| Many are reasonable, but several are not. > Denying the Jewish people their right to self-determination, e.g., by claiming that the existence of a State of Israel is a racist endeavor. One does not entail the other. You can support our right to self-determination while not supporting Israel's apartheid-style policies, but this sentence conflates them. > Applying double standards by requiring of it a behavior not expected or demanded of any other democratic nation. This is pure whataboutism. Israel is actually given incredible leeway by America, and I usually see this trotted out to shut down legitimate criticism. There's a good discussion to be had about why we don't criticize China, or why we ignore atrocities in African countries, but none of that absolves Israel from its misdeeds. > Drawing comparisons of contemporary Israeli policy to that of the Nazis. Call it "sparkling ethnic cleansing" then. Ironically, actual genocide scholars have pointed out that when the Shoah is your metric, then almost nothing can compare, rendering the word useless. |
> One does not entail the other. You can support our right to self-determination while not supporting...policies, but this sentence conflates them.

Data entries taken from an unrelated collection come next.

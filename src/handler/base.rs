//! Capabilities a handler borrows from the connection it serves.

use std::future::Future;
use std::sync::Arc;

use crate::handler::error::HandlerError;
use crate::handler::response::ResponseBody;

/// Connection-owned lifecycle hooks.
///
/// The closed flag is only observed here, never set.
pub trait Lifecycle: Send + Sync {
    /// Whether the client connection has gone away.
    fn is_closed(&self) -> bool;

    /// Diagnostic sink. Nothing logged here reaches the client.
    fn log(&self, message: &str);

    /// Report a terminal per-request failure to the framework.
    fn fail(&self, error: HandlerError);
}

impl<T: Lifecycle + ?Sized> Lifecycle for Arc<T> {
    fn is_closed(&self) -> bool {
        (**self).is_closed()
    }

    fn log(&self, message: &str) {
        (**self).log(message)
    }

    fn fail(&self, error: HandlerError) {
        (**self).fail(error)
    }
}

/// Outgoing half of the client exchange.
pub trait ResponseSink: Send {
    fn set_status(&mut self, status: u16) -> Result<(), HandlerError>;

    /// Replaces any earlier value for `name`.
    fn set_header(&mut self, name: &str, value: &str) -> Result<(), HandlerError>;

    /// Write the body and finish the response.
    fn end(
        &mut self,
        body: Option<ResponseBody>,
        encoding: Option<String>,
    ) -> impl Future<Output = Result<(), HandlerError>> + Send;
}
//! Parsed destination of a proxied request.

use axum::http::{header, HeaderMap, Method, Request, Uri};
use thiserror::Error;
use url::Url;

/// Errors raised while resolving the request target.
#[derive(Debug, Error)]
pub enum TargetError {
    #[error("request has no absolute URI and no Host header")]
    MissingHost,

    #[error("invalid request target: {0}")]
    InvalidUrl(#[from] url::ParseError),

    #[error("Host header is not valid UTF-8")]
    InvalidHost,
}

/// Where the inbound request was headed.
///
/// Custom responses never contact this destination. The outgoing method
/// and headers are recorded for parity with forwarding handlers.
#[derive(Debug, Clone)]
pub struct TargetDescriptor {
    url: Url,
    pub method: Option<Method>,
    pub headers: HeaderMap,
}

impl TargetDescriptor {
    /// Resolve from an absolute-form URI, or from the Host header and an
    /// origin-form path.
    pub fn parse(uri: &Uri, host: Option<&str>) -> Result<Self, TargetError> {
        let url = if uri.scheme().is_some() {
            Url::parse(&uri.to_string())?
        } else {
            let host = host.ok_or(TargetError::MissingHost)?;
            let path = uri.path_and_query().map(|p| p.as_str()).unwrap_or("/");
            Url::parse(&format!("http://{host}{path}"))?
        };

        Ok(Self {
            url,
            method: None,
            headers: HeaderMap::new(),
        })
    }

    pub fn from_request<B>(request: &Request<B>) -> Result<Self, TargetError> {
        let host = match request.headers().get(header::HOST) {
            Some(value) => Some(value.to_str().map_err(|_| TargetError::InvalidHost)?),
            None => None,
        };
        Self::parse(request.uri(), host)
    }

    pub fn url(&self) -> &Url {
        &self.url
    }

    pub fn scheme(&self) -> &str {
        self.url.scheme()
    }

    pub fn host(&self) -> Option<&str> {
        self.url.host_str()
    }

    /// Explicit port, else the scheme's default.
    pub fn port(&self) -> Option<u16> {
        self.url.port_or_known_default()
    }

    pub fn path(&self) -> &str {
        self.url.path()
    }

    pub fn query(&self) -> Option<&str> {
        self.url.query()
    }
}

#[cfg(test)]
mod tests {
    use super::*;
    use axum::body::Body;

    #[test]
    fn absolute_form_uri() {
        let uri: Uri = "http://api.example.com:8000/v1/items?limit=5".parse().unwrap();
        let target = TargetDescriptor::parse(&uri, Some("ignored.example")).unwrap();
        assert_eq!(target.scheme(), "http");
        assert_eq!(target.host(), Some("api.example.com"));
        assert_eq!(target.port(), Some(8000));
        assert_eq!(target.path(), "/v1/items");
        assert_eq!(target.query(), Some("limit=5"));
        assert!(target.method.is_none());
        assert!(target.headers.is_empty());
    }

    #[test]
    fn origin_form_uses_host_header() {
        let request = Request::builder()
            .uri("/status")
            .header("Host", "Example.COM")
            .body(Body::empty())
            .unwrap();
        let target = TargetDescriptor::from_request(&request).unwrap();
        assert_eq!(target.host(), Some("example.com"));
        assert_eq!(target.port(), Some(80));
        assert_eq!(target.path(), "/status");
    }

    #[test]
    fn origin_form_without_host_is_rejected() {
        let uri: Uri = "/status".parse().unwrap();
        assert!(matches!(
            TargetDescriptor::parse(&uri, None),
            Err(TargetError::MissingHost)
        ));
    }
}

Uh...exactly? You're criticizing the state. Per the definition you can do that, but you can't generalize to the people. And certainly, calling the state a "racist endeavor" should cross the line?
Basically, all three of your examples boil down to the same thing: you want to accuse a nation of something bad, and think it’s somehow unfair that, under this definition, you can’t then accuse a people of the act. That isn’t ambiguous. If you did the same thing for, say, Chinese people and the CCP, you’d be equally wrong. Jewish people are not of one mind about current events, and that seems like a fairly obvious point.
As far as the third item, specifically, any comparison to the Nazi party is so hyperbolic as to be in obvious bad faith.